**WORK REQUEST**
Give all the data again exactly.

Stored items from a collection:

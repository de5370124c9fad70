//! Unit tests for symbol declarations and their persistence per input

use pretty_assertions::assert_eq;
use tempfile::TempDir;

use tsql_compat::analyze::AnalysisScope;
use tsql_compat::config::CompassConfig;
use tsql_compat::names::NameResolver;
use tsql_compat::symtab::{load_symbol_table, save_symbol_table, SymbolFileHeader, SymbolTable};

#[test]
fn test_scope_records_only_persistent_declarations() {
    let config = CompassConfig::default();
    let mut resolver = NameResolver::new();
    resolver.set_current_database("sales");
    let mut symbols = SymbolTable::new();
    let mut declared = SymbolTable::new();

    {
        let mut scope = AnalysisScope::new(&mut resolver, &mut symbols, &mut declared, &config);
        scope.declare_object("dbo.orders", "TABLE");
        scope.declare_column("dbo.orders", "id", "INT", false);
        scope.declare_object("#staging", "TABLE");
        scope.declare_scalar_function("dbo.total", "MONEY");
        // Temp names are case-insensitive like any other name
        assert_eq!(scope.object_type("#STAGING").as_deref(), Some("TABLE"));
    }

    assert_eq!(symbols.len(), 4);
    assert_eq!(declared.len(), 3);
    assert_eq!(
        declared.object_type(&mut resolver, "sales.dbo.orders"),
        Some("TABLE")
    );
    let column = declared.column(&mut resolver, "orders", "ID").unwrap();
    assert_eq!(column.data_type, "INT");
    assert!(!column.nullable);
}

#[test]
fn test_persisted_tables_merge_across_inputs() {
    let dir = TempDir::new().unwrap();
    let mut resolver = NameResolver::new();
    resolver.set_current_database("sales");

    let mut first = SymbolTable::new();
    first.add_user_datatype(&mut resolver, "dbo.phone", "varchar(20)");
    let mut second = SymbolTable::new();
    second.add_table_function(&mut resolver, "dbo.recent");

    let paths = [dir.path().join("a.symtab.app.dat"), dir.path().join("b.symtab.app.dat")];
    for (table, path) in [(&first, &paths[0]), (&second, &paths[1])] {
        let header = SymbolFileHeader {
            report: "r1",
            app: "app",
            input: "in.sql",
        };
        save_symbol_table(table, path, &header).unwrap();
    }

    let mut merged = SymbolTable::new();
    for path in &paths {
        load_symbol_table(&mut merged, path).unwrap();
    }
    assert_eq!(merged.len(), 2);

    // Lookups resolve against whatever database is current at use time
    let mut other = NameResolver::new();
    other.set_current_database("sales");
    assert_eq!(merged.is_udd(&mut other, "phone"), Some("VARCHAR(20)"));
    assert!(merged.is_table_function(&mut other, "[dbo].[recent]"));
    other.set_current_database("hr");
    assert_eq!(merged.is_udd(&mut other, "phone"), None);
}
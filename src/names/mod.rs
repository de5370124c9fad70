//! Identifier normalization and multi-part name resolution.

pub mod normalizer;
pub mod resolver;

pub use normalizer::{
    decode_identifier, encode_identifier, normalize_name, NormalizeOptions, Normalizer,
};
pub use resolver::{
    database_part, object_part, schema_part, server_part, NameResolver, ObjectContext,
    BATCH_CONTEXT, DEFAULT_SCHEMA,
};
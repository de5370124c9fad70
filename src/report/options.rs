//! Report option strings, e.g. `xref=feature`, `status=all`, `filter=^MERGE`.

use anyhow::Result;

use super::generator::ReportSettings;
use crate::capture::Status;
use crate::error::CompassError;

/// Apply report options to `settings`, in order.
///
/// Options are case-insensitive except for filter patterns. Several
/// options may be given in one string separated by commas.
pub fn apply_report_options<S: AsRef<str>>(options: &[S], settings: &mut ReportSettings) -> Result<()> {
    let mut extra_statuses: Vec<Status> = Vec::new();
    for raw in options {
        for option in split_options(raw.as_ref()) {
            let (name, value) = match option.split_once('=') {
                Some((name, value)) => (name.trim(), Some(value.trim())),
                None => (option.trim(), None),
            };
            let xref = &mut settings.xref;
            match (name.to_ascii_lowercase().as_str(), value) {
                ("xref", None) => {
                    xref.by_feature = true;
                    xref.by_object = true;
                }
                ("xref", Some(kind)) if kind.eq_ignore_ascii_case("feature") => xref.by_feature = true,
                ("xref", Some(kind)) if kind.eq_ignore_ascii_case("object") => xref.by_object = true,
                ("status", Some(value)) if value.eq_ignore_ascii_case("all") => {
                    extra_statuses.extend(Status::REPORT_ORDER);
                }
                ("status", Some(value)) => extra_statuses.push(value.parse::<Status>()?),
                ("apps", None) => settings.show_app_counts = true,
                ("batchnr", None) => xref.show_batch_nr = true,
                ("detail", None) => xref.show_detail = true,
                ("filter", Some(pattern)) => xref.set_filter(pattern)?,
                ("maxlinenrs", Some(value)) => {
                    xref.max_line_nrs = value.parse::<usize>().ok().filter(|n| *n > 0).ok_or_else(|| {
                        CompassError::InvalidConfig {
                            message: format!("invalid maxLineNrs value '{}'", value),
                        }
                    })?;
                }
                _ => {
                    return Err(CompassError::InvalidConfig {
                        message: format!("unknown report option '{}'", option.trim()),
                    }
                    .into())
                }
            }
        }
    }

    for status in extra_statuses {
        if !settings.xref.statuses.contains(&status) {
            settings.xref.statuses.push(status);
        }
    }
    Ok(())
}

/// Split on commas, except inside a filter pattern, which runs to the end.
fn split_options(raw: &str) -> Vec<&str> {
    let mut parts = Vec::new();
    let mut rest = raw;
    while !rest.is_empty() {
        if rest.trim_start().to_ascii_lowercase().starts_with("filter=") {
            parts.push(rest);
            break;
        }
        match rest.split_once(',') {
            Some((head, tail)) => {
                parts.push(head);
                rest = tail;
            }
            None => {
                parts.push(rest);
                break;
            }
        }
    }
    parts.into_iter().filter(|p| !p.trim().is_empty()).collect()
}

**PROBLEM SOLUTION**
repository de5370124c9fad70
//! Unit tests for symbol declarations and their persistence per input

use pretty_assertions::assert_eq;
use tempfile::TempDir;

use tsql_compat::analyze::AnalysisScope;
use tsql_compat::config::CompassConfig;
use tsql_compat::names::NameResolver;
use tsql_compat::symtab::{load_symbol_table, save_symbol_table, SymbolFileHeader, SymbolTable};

#[test]
fn test_scope_records_only_persistent_declarations() {
    let config = CompassConfig::default();
    let mut resolver = NameResolver::new();
    resolver.set_current_database("sales");
    let mut symbols = SymbolTable::new();
    let mut declared = SymbolTable::new();

    {
        let mut scope = AnalysisScope::new(&mut resolver, &mut symbols, &mut declared, &config);
        scope.declare_object("dbo.orders", "TABLE");
        scope.declare_column("dbo.orders", "id", "INT", false);
        scope.declare_object("#staging", "TABLE");
        scope.declare_scalar_function("dbo.total", "MONEY");
        // Temp names are case-insensitive like any other name
        assert_eq!(scope.object_type("#STAGING").as_deref(), Some("TABLE"));
    }

    assert_eq!(symbols.len(), 4);
    assert_eq!(declared.len(), 3);
    assert_eq!(
        declared.object_type(&mut resolver, "sales.dbo.orders"),
        Some("TABLE")
    );
    let column = declared.column(&mut resolver, "orders", "ID").unwrap();
    assert_eq!(column.data_type, "INT");
    assert!(!column.nullable);
}

#[test]
fn test_persisted_tables_merge_across_inputs() {
    let dir = TempDir::new().unwrap();
    let mut resolver = NameResolver::new();
    resolver.set_current_database("sales");

    let mut first = SymbolTable::new();
    first.add_user_datatype(&mut resolver, "dbo.phone", "varchar(20)");
    let mut second = SymbolTable::new();
    second.add_table_function(&mut resolver, "dbo.recent");

    let paths = [dir.path().join("a.symtab.app.dat"), dir.path().join("b.symtab.app.dat")];
    for (table, path) in [(&first, &paths[0]), (&second, &paths[1])] {
        let header = SymbolFileHeader {
            report: "r1",
            app: "app",
            input: "in.sql",
        };
        save_symbol_table(table, path, &header).unwrap();
    }

    let mut merged = SymbolTable::new();
    for path in &paths {
        load_symbol_table(&mut merged, path).unwrap();
    }
    assert_eq!(merged.len(), 2);

    // Lookups resolve against whatever database is current at use time
    let mut other = NameResolver::new();
    other.set_current_database("sales");
    assert_eq!(merged.is_udd(&mut other, "phone"), Some("VARCHAR(20)"));
    assert!(merged.is_table_function(&mut other, "[dbo].[recent]"));
    other.set_current_database("hr");
    assert_eq!(merged.is_udd(&mut other, "phone"), None);
}
filename src/names/mod.rs
repository de5370124c9fad70
//! Identifier normalization and multi-part name resolution.

pub mod normalizer;
pub mod resolver;

pub use normalizer::{
    decode_identifier, encode_identifier, normalize_name, NormalizeOptions, Normalizer,
};
pub use resolver::{
    database_part, object_part, schema_part, server_part, NameResolver, ObjectContext,
    BATCH_CONTEXT, DEFAULT_SCHEMA,
};
repository de5370124c9fad70
filename src/report/options.rs
//! Report option strings, e.g. `xref=feature`, `status=all`, `filter=^MERGE`.

use anyhow::Result;

use super::generator::ReportSettings;
use crate::capture::Status;
use crate::error::CompassError;

/// Apply report options to `settings`, in order.
///
/// Options are case-insensitive except for filter patterns. Several
/// options may be given in one string separated by commas.
pub fn apply_report_options<S: AsRef<str>>(options: &[S], settings: &mut ReportSettings) -> Result<()> {
    let mut extra_statuses: Vec<Status> = Vec::new();
    for raw in options {
        for option in split_options(raw.as_ref()) {
            let (name, value) = match option.split_once('=') {
                Some((name, value)) => (name.trim(), Some(value.trim())),
                None => (option.trim(), None),
            };
            let xref = &mut settings.xref;
            match (name.to_ascii_lowercase().as_str(), value) {
                ("xref", None) => {
                    xref.by_feature = true;
                    xref.by_object = true;
                }
                ("xref", Some(kind)) if kind.eq_ignore_ascii_case("feature") => xref.by_feature = true,
                ("xref", Some(kind)) if kind.eq_ignore_ascii_case("object") => xref.by_object = true,
                ("status", Some(value)) if value.eq_ignore_ascii_case("all") => {
                    extra_statuses.extend(Status::REPORT_ORDER);
                }
                ("status", Some(value)) => extra_statuses.push(value.parse::<Status>()?),
                ("apps", None) => settings.show_app_counts = true,
                ("batchnr", None) => xref.show_batch_nr = true,
                ("detail", None) => xref.show_detail = true,
                ("filter", Some(pattern)) => xref.set_filter(pattern)?,
                ("maxlinenrs", Some(value)) => {
                    xref.max_line_nrs = value.parse::<usize>().ok().filter(|n| *n > 0).ok_or_else(|| {
                        CompassError::InvalidConfig {
                            message: format!("invalid maxLineNrs value '{}'", value),
                        }
                    })?;
                }
                _ => {
                    return Err(CompassError::InvalidConfig {
                        message: format!("unknown report option '{}'", option.trim()),
                    }
                    .into())
                }
            }
        }
    }

    for status in extra_statuses {
        if !settings.xref.statuses.contains(&status) {
            settings.xref.statuses.push(status);
        }
    }
    Ok(())
}

/// Split on commas, except inside a filter pattern, which runs to the end.
fn split_options(raw: &str) -> Vec<&str> {
    let mut parts = Vec::new();
    let mut rest = raw;
    while !rest.is_empty() {
        if rest.trim_start().to_ascii_lowercase().starts_with("filter=") {
            parts.push(rest);
            break;
        }
        match rest.split_once(',') {
            Some((head, tail)) => {
                parts.push(head);
                rest = tail;
            }
            None => {
                parts.push(rest);
                break;
            }
        }
    }
    parts.into_iter().filter(|p| !p.trim().is_empty()).collect()
}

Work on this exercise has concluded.